▶ TASK DIRECTIONS: Go through the entries below and count the lines where the word "ChunkMetadata" appears; give only the count.

▶ RECORDS FOR THIS EXERCISE:
┄┄┄┄┄┄

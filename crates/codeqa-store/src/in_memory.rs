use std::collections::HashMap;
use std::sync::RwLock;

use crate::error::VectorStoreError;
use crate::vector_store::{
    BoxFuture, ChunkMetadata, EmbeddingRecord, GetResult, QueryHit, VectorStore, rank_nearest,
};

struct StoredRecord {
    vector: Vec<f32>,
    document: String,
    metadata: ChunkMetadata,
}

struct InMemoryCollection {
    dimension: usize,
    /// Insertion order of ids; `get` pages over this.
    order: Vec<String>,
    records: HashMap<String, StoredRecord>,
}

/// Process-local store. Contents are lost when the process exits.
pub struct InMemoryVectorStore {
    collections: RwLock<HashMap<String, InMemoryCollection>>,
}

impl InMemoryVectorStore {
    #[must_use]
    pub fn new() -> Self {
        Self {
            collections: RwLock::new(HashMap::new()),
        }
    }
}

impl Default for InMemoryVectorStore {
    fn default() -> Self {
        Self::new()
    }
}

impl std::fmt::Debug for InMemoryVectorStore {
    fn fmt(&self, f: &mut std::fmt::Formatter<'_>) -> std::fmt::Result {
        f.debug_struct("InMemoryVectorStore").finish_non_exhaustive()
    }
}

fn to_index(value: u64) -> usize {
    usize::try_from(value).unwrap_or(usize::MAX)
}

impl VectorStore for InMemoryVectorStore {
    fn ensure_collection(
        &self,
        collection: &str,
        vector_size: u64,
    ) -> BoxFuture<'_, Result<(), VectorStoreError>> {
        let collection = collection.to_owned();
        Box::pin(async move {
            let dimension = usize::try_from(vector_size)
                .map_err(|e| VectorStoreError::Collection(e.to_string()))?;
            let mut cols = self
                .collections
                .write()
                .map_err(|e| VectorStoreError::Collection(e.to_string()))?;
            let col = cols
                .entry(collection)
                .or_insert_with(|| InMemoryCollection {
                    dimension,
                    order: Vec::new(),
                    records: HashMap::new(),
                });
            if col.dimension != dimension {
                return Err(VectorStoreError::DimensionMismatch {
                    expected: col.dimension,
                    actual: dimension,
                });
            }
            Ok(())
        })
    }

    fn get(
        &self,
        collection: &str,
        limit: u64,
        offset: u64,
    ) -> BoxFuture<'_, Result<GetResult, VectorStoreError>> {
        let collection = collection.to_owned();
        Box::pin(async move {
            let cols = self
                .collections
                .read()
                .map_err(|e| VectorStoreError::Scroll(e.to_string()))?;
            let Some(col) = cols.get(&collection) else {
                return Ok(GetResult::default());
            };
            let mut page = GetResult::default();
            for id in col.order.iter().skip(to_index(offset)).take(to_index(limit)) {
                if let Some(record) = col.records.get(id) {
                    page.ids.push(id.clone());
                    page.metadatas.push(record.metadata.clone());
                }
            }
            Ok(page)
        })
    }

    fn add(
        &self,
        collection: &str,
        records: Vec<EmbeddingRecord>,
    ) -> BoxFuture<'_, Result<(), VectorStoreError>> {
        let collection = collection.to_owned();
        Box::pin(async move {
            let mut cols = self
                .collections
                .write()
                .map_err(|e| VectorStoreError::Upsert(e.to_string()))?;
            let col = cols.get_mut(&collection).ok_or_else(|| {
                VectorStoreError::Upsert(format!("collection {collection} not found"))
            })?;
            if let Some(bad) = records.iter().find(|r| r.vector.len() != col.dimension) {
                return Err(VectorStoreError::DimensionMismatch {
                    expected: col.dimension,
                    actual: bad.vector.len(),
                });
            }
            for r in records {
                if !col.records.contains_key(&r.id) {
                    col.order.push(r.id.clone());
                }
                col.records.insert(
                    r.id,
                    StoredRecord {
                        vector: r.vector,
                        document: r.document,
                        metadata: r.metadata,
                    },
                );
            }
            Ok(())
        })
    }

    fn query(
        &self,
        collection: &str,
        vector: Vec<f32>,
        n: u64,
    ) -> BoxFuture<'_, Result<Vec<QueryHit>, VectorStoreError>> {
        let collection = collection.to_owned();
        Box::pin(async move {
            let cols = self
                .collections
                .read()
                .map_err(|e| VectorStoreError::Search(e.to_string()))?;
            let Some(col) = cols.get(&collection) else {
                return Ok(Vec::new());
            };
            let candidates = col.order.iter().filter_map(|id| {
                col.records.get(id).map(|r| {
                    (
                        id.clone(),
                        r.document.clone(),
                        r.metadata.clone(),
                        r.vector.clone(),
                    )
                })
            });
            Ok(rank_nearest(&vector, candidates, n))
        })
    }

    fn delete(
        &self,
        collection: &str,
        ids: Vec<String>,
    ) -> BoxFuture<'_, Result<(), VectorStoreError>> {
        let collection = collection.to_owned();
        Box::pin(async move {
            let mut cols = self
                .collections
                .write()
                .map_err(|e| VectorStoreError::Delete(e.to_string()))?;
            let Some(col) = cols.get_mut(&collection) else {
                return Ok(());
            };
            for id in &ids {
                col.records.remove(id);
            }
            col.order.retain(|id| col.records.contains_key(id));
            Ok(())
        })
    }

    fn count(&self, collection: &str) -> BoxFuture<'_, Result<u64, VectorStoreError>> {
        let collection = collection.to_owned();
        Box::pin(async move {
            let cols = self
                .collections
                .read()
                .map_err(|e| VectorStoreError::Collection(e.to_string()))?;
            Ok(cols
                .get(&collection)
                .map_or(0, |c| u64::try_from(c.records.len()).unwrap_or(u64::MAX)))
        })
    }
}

┄┄┄┄┄┄

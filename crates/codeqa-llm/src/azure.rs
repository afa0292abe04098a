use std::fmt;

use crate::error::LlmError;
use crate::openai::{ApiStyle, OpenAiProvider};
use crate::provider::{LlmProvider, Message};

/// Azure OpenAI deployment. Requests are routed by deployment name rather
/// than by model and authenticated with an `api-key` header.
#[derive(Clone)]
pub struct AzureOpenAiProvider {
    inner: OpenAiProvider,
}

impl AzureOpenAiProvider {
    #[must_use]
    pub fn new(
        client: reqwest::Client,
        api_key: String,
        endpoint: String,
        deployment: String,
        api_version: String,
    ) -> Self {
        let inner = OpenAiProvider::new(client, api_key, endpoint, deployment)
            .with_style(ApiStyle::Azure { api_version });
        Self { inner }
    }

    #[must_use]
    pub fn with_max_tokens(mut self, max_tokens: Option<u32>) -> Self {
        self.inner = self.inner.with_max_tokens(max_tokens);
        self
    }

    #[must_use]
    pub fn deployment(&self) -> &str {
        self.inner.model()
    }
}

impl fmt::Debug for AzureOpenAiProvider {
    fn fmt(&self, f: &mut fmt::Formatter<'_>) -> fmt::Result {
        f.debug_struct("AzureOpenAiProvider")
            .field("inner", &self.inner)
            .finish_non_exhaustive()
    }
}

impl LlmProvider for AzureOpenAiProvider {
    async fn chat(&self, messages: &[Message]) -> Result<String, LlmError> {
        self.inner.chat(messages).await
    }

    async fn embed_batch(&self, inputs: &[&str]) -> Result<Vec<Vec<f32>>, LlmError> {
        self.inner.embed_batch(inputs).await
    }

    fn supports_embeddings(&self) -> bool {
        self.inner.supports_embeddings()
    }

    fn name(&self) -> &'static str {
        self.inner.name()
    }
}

┄┄┄┄┄┄

▶ PROBLEM SOLUTION: 2